Investment Selection

Saturday, August 19th, 2006

After a planner thoroughly investigates a specific investment, a determination must be made as to whether it is appropriate in a client’s investment portfolio. To accomplish this, planners must: 1. Know the client’s specific objectives and the length of time necessary to fulfill them. Is the client investing for growth, children’s education, retirement, or a vacation?

2. Understand the client’s investment temperament, including risk tolerance.

3. Match investments with the client’s positions in the life cycle: income for those who are retired, growth for younger people.

4. Review the client’s investment management skills. Is monitoring and trading stocks a hobby of the client’s?

5. Determine how much is available to invest, and whether it is available as a periodic investment or in a lump sum.

6. Identify the economic and tax ramifications of the investment: ordinary income versus capital gains; investments that respond to inflation or deflation.

7. Ascertain how investments relate to the client’s total portfolio.

There is no single investment that solves all of a client’s financial needs. Nevertheless, dealing with the issues above helps planners determine which investments fit a given client’s selection criteria.

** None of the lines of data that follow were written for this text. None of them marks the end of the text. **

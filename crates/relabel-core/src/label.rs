use serde::{Deserialize, Serialize};

pub const LABEL_PREFIX: &str = "GFS_";

/// A container image reference as written in an agent block. Never empty, and
/// free of quotes, braces, backslashes and whitespace so its basename can be
/// spliced into a single-quoted label literal.
#[derive(Clone, Debug, PartialEq, Eq, Hash, Serialize, Deserialize)]
pub struct ImageRef(String);

impl ImageRef {
    pub fn new(image: impl Into<String>) -> Option<Self> {
        let image = image.into();
        if image.is_empty() || image.chars().any(is_forbidden) {
            None
        } else {
            Some(Self(image))
        }
    }

    pub fn as_str(&self) -> &str {
        &self.0
    }

    /// Last path segment, tag included: `registry/team/tool:1.2` -> `tool:1.2`.
    pub fn basename(&self) -> &str {
        match self.0.rfind('/') {
            Some(idx) => &self.0[idx + 1..],
            None => &self.0,
        }
    }
}

fn is_forbidden(c: char) -> bool {
    matches!(c, '\'' | '"' | '{' | '}' | '\\') || c.is_whitespace()
}

impl std::fmt::Display for ImageRef {
    fn fmt(&self, f: &mut std::fmt::Formatter<'_>) -> std::fmt::Result {
        f.write_str(&self.0)
    }
}

/// Agent selector label derived from an image.
#[derive(Clone, Debug, PartialEq, Eq, Hash, Serialize, Deserialize)]
pub struct Label(String);

impl Label {
    pub fn as_str(&self) -> &str {
        &self.0
    }
}

impl std::fmt::Display for Label {
    fn fmt(&self, f: &mut std::fmt::Formatter<'_>) -> std::fmt::Result {
        f.write_str(&self.0)
    }
}

pub fn derive_label(image: &ImageRef) -> Label {
    Label(format!("{LABEL_PREFIX}{}", image.basename().replace(':', "_")))
}
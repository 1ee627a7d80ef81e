use std::sync::Arc;

use serde::{Deserialize, Serialize};

#[derive(Clone, Copy, Debug, PartialEq, Eq, Serialize, Deserialize)]
pub enum Severity {
    Info,
    Warning,
    Severe,
}

/// Host-provided destination for progress messages (e.g. a build console).
pub trait LogSink: Send + Sync {
    fn log(&self, severity: Severity, message: &str);
}

/// Writes every entry to `tracing` and mirrors it to the sink when one is set.
#[derive(Clone, Default)]
pub struct Journal {
    sink: Option<Arc<dyn LogSink>>,
}

impl Journal {
    pub fn new(sink: Option<Arc<dyn LogSink>>) -> Self {
        Self { sink }
    }

    pub fn info(&self, message: &str) {
        tracing::info!("{message}");
        self.forward(Severity::Info, message);
    }

    pub fn warning(&self, message: &str) {
        tracing::warn!("{message}");
        self.forward(Severity::Warning, message);
    }

    pub fn severe(&self, message: &str) {
        tracing::error!("{message}");
        self.forward(Severity::Severe, message);
    }

    /// Severe entry for the case where two executions of one job are left running.
    pub fn duplicate_execution(&self, message: &str) {
        tracing::error!(two_runs_active = true, "{message}");
        self.forward(Severity::Severe, message);
    }

    fn forward(&self, severity: Severity, message: &str) {
        if let Some(sink) = &self.sink {
            sink.log(severity, message);
        }
    }
}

The final step is to review the characteristics of specific investments to confirm that they are appropriate.

As a summary of the analysis process, the following examples illustrate the steps involved for two different clients.

EXAMPLE
Clients: Retired, ages 70 and 72, risk tolerance is low, taxes are low, they are seeking income.
Investments to consider-high-yielding saving accounts, Treasury bills, and conservative income-oriented stocks and mutual funds.
Investments to avoid-highly leveraged real estate rentals, aggressive growth stocks, oil and gas exploration programs, and leveraged equipment leasing programs.

EXAMPLE
Client: Single, age 38, no dependents, risk tolerance high, high tax bracket, seeking to retire at age 55, desires growth. Investments to consider-personal residence, real estate rentals, municipal bonds, oil and gas exploration, market-timed growth stocks and mutual funds.

Investments to avoid-low-yielding savings accounts, minimal growth-oriented stocks and mutual funds, treasury bills.
There are no hard-and-fast rules for selecting the most suitable investment. Rather, the characteristics of investments will change in response to the economic climate and new tax laws. Thus, the guidelines will change and be revised as conditions warrant.

In summary, due diligence must emphasize the initial phases of investigation. However, research must continue after a client has purchased the investments. Periodic reviews and assessments of performance in relation to other investment products are essential. This ongoing process will better enable financial planners to assist their clients in achieving financial objectives.